## Problem details
Only the number is needed: count the lines below that hold the string "middleware".

┌─ Dataset entries

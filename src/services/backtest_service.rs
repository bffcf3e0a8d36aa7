use crate::models::{BacktestPoint, PricePoint};
use crate::services::seeded_random::{seeded_random, HINDCAST_SALT};

/// Number of trailing history days shown in the backtest chart.
pub const BACKTEST_DAYS: usize = 7;

// Tighter than the hindcast noise so the backtest reads closer to actuals.
const BACKTEST_NOISE: f64 = 0.02;

/// Simulated predictions for the trailing `BACKTEST_DAYS` of `history`.
///
/// Salts use each point's index in the full history, not its position in the
/// tail, and share the hindcast salt family.
pub fn reconstruct_backtest(ticker: &str, history: &[PricePoint]) -> Vec<BacktestPoint> {
    let start = history.len().saturating_sub(BACKTEST_DAYS);

    history[start..]
        .iter()
        .enumerate()
        .map(|(offset, point)| {
            let index = (start + offset) as u32;
            let noise = (seeded_random(ticker, index + HINDCAST_SALT) - 0.5)
                * (point.price * BACKTEST_NOISE);

            BacktestPoint {
                date: point.date,
                actual: point.price,
                predicted: point.price + noise,
            }
        })
        .collect()
}
use std::sync::Arc;

use crate::config::{AppConfig, ForecastProviderKind, HistoryProviderKind, TickerPolicyKind};
use crate::external::forecast_provider::ForecastProvider;
use crate::external::price_provider::PriceProvider;
use crate::external::simulated::{SimulatedForecastProvider, SimulatedPriceProvider};
use crate::services::clock::{Clock, FixedClock, SystemClock};
use crate::services::prediction_cache::PredictionCache;
use crate::services::prediction_service::PredictionService;
use crate::services::ticker_policy::{
    KnownOnlyPolicy, OpenPolicy, SeededRejectionPolicy, TickerPolicy,
};

#[derive(Clone)]
pub struct AppState {
    pub predictions: PredictionService,
    pub clock: Arc<dyn Clock>,
    pub max_forecast_days: u32,
}

impl AppState {
    /// Wire providers, policy, cache and clock as selected by `config`.
    pub fn from_config(config: &AppConfig) -> Self {
        let price_provider: Arc<dyn PriceProvider> = match config.history_provider {
            HistoryProviderKind::Simulated => Arc::new(SimulatedPriceProvider),
        };

        let forecast_provider: Arc<dyn ForecastProvider> = match config.forecast_provider {
            ForecastProviderKind::Simulated => Arc::new(SimulatedForecastProvider),
        };

        let ticker_policy: Arc<dyn TickerPolicy> = match config.ticker_policy {
            TickerPolicyKind::Open => Arc::new(OpenPolicy),
            TickerPolicyKind::KnownOnly => Arc::new(KnownOnlyPolicy),
            TickerPolicyKind::Seeded => {
                Arc::new(SeededRejectionPolicy::new(config.ticker_rejection_rate))
            }
        };

        let clock: Arc<dyn Clock> = match config.simulation_date {
            Some(date) => Arc::new(FixedClock::new(date)),
            None => Arc::new(SystemClock),
        };

        let cache = config
            .cache_enabled
            .then(|| PredictionCache::new(config.cache_capacity, config.cache_max_points));

        Self {
            predictions: PredictionService::new(price_provider, forecast_provider, ticker_policy, cache),
            clock,
            max_forecast_days: config.max_forecast_days,
        }
    }
}
pub mod advice_service;
pub mod backtest_service;
pub mod clock;
pub mod forecasting_service;
pub mod market_simulator;
pub mod prediction_cache;
pub mod prediction_service;
pub mod seeded_random;
pub mod ticker_policy;
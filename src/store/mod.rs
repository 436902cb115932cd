//! Visitor session store implementations

mod memory;
mod traits;

pub use memory::MemoryStore;
pub use traits::SessionStore;

#[cfg(feature = "redis-store")]
mod redis_store;

#[cfg(feature = "redis-store")]
pub use redis_store::RedisStore;
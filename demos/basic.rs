//! Facebook-login style flow with a shared session across subdomains
//!
//! Point several hostnames under one domain at this server (for example
//! `www.localtest.me` and `app.localtest.me`, which resolve to 127.0.0.1)
//! and watch the OAuth state follow the visitor between them.

use salvo::prelude::*;
use salvo_shared_session::{
    AppClient, MemoryStore, PersistentStorage, SessionConfig, SessionDepotExt, SessionHandler,
    SharedSessionClient, SharedSessionConfig,
};
use serde_json::json;
use uuid::Uuid;

const APP_ID: &str = "12345";
const APP_SECRET: &str = "your-app-secret";

fn shared_client(
    req: &Request,
    depot: &Depot,
) -> SharedSessionClient<AppClient, salvo_shared_session::SessionStorage> {
    let storage = depot
        .session_storage()
        .expect("Session not found")
        .with_namespace(&format!("fb_{}", APP_ID));
    let cookies = depot.response_cookies().expect("Cookies not found");
    let client = AppClient::from_request(APP_ID, APP_SECRET, req).with_base_domain("localtest.me");

    SharedSessionClient::bootstrap(client, storage, cookies, SharedSessionConfig::default())
}

#[handler]
async fn index(req: &mut Request, depot: &mut Depot) -> String {
    let shared = shared_client(req, depot);
    let token = shared.get_persistent_data_or("access_token", json!(null));

    format!(
        "Shared session: {} ({:?})\nState: {:?}\nAccess token: {}",
        shared.shared_session_id(),
        shared.outcome(),
        shared.state(),
        token
    )
}

#[handler]
async fn login(req: &mut Request, depot: &mut Depot) -> String {
    let mut shared = shared_client(req, depot);
    let state = Uuid::new_v4().simple().to_string();
    shared.set_persistent_data("state", json!(state));

    format!("Redirect to the dialog with state={}", state)
}

#[handler]
async fn callback(req: &mut Request, depot: &mut Depot) -> String {
    let mut shared = shared_client(req, depot);
    let returned = req.query::<String>("state").unwrap_or_default();

    if shared.state() != Some(returned.as_str()) {
        return "CSRF state mismatch".to_string();
    }
    shared
        .set_persistent_data("code", json!(req.query::<String>("code")))
        .set_persistent_data("access_token", json!("token-from-code"))
        .clear_persistent_data("state");

    "Logged in".to_string()
}

#[handler]
async fn logout(req: &mut Request, depot: &mut Depot) -> &'static str {
    shared_client(req, depot).clear_all_persistent_data();
    "Logged out"
}

#[tokio::main]
async fn main() {
    tracing_subscriber::fmt::init();

    let config = SessionConfig::new("your-super-secret-key-change-in-production")
        .with_max_age(3600)
        .with_cookie_domain("localtest.me");

    let router = Router::new()
        .hoop(SessionHandler::new(MemoryStore::new(), config))
        .get(index)
        .push(Router::with_path("login").get(login))
        .push(Router::with_path("callback").get(callback))
        .push(Router::with_path("logout").get(logout));

    let acceptor = TcpListener::new("127.0.0.1:5800").bind().await;
    println!("Server running at http://www.localtest.me:5800");
    println!("  GET /          - Show shared session");
    println!("  GET /login     - Start login, persist state");
    println!("  GET /callback?state=..&code=.. - Finish login");
    println!("  GET /logout    - Clear OAuth data and the shared cookie");

    Server::new(acceptor).serve(router).await;
}
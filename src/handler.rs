//! Visitor session middleware for Salvo
//!
//! Loads the visitor session named by the signed session cookie, exposes it
//! and a [`ResponseCookies`] jar through the depot, and after the rest of the
//! chain has run, flushes staged cookies and persists the session.

use salvo_core::http::cookie::{self, Cookie};
use salvo_core::prelude::*;
use std::sync::Arc;
use uuid::Uuid;

use crate::config::{SameSite, SessionConfig};
use crate::cookie_signature::{sign, unsign_with_secrets};
use crate::cookies::ResponseCookies;
use crate::session::{Session, SessionData};
use crate::store::SessionStore;

pub(crate) const SESSION_KEY: &str = "salvo.shared_session.session";
pub(crate) const COOKIES_KEY: &str = "salvo.shared_session.cookies";

/// Visitor session middleware
pub struct SessionHandler<S: SessionStore> {
    store: Arc<S>,
    config: SessionConfig,
}

impl<S: SessionStore> SessionHandler<S> {
    pub fn new(store: S, config: SessionConfig) -> Self {
        Self {
            store: Arc::new(store),
            config,
        }
    }

    fn generate_session_id(&self) -> String {
        Uuid::new_v4().to_string()
    }

    /// Session id from the request cookie, if its signature checks out
    fn session_id_from_cookie(&self, req: &Request) -> Option<String> {
        let raw = req.cookie(&self.config.cookie_name)?.value();
        let decoded = urlencoding::decode(raw)
            .map(|d| d.into_owned())
            .unwrap_or_else(|_| raw.to_string());

        unsign_with_secrets(&decoded, &self.config.secrets)
    }

    async fn load(&self, req: &Request) -> Session {
        if let Some(sid) = self.session_id_from_cookie(req) {
            match self.store.get(&sid).await {
                Ok(Some(data)) if !data.is_expired() => return Session::new(sid, data, false),
                Ok(_) => {}
                Err(e) => tracing::error!("Failed to load session: {}", e),
            }
        }
        Session::new(
            self.generate_session_id(),
            SessionData::new(self.config.max_age),
            true,
        )
    }

    fn session_cookie(&self, session_id: &str) -> Cookie<'static> {
        let signed = sign(session_id, self.config.signing_secret());

        let mut builder = Cookie::build((self.config.cookie_name.clone(), signed))
            .path(self.config.cookie_path.clone())
            .http_only(self.config.cookie_http_only)
            .secure(self.config.cookie_secure)
            .same_site(match self.config.cookie_same_site {
                SameSite::Strict => cookie::SameSite::Strict,
                SameSite::Lax => cookie::SameSite::Lax,
                SameSite::None => cookie::SameSite::None,
            });

        if let Some(domain) = self.config.cookie_domain.clone() {
            builder = builder.domain(domain);
        }
        if let Some(max_age) = self.config.max_age {
            builder = builder.max_age(cookie::time::Duration::seconds(max_age as i64));
        }

        builder.build()
    }

    /// TTL for the store, from the record's own expiry or the configured max age
    fn session_ttl(&self, data: &SessionData) -> Option<u64> {
        data.ttl_secs().or(self.config.max_age)
    }
}

impl<S: SessionStore> Clone for SessionHandler<S> {
    fn clone(&self) -> Self {
        Self {
            store: Arc::clone(&self.store),
            config: self.config.clone(),
        }
    }
}

#[async_trait]
impl<S: SessionStore> Handler for SessionHandler<S> {
    async fn handle(
        &self,
        req: &mut Request,
        depot: &mut Depot,
        res: &mut Response,
        ctrl: &mut FlowCtrl,
    ) {
        let session = self.load(req).await;
        let cookies = ResponseCookies::from_request(req);

        depot.insert(SESSION_KEY, session.clone());
        depot.insert(COOKIES_KEY, cookies.clone());

        ctrl.call_next(req, depot, res).await;

        // Anything staged after this point is refused.
        for cookie in cookies.seal() {
            res.add_cookie(cookie);
        }

        let should_save =
            session.is_modified() || (session.is_new() && self.config.save_uninitialized);
        if !should_save {
            return;
        }

        let data = session.data();
        if let Err(e) = self
            .store
            .set(session.id(), &data, self.session_ttl(&data))
            .await
        {
            tracing::error!("Failed to save session: {}", e);
            return;
        }

        if session.is_new() {
            res.add_cookie(self.session_cookie(session.id()));
        }
    }
}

└─

## Answer to the exercise
2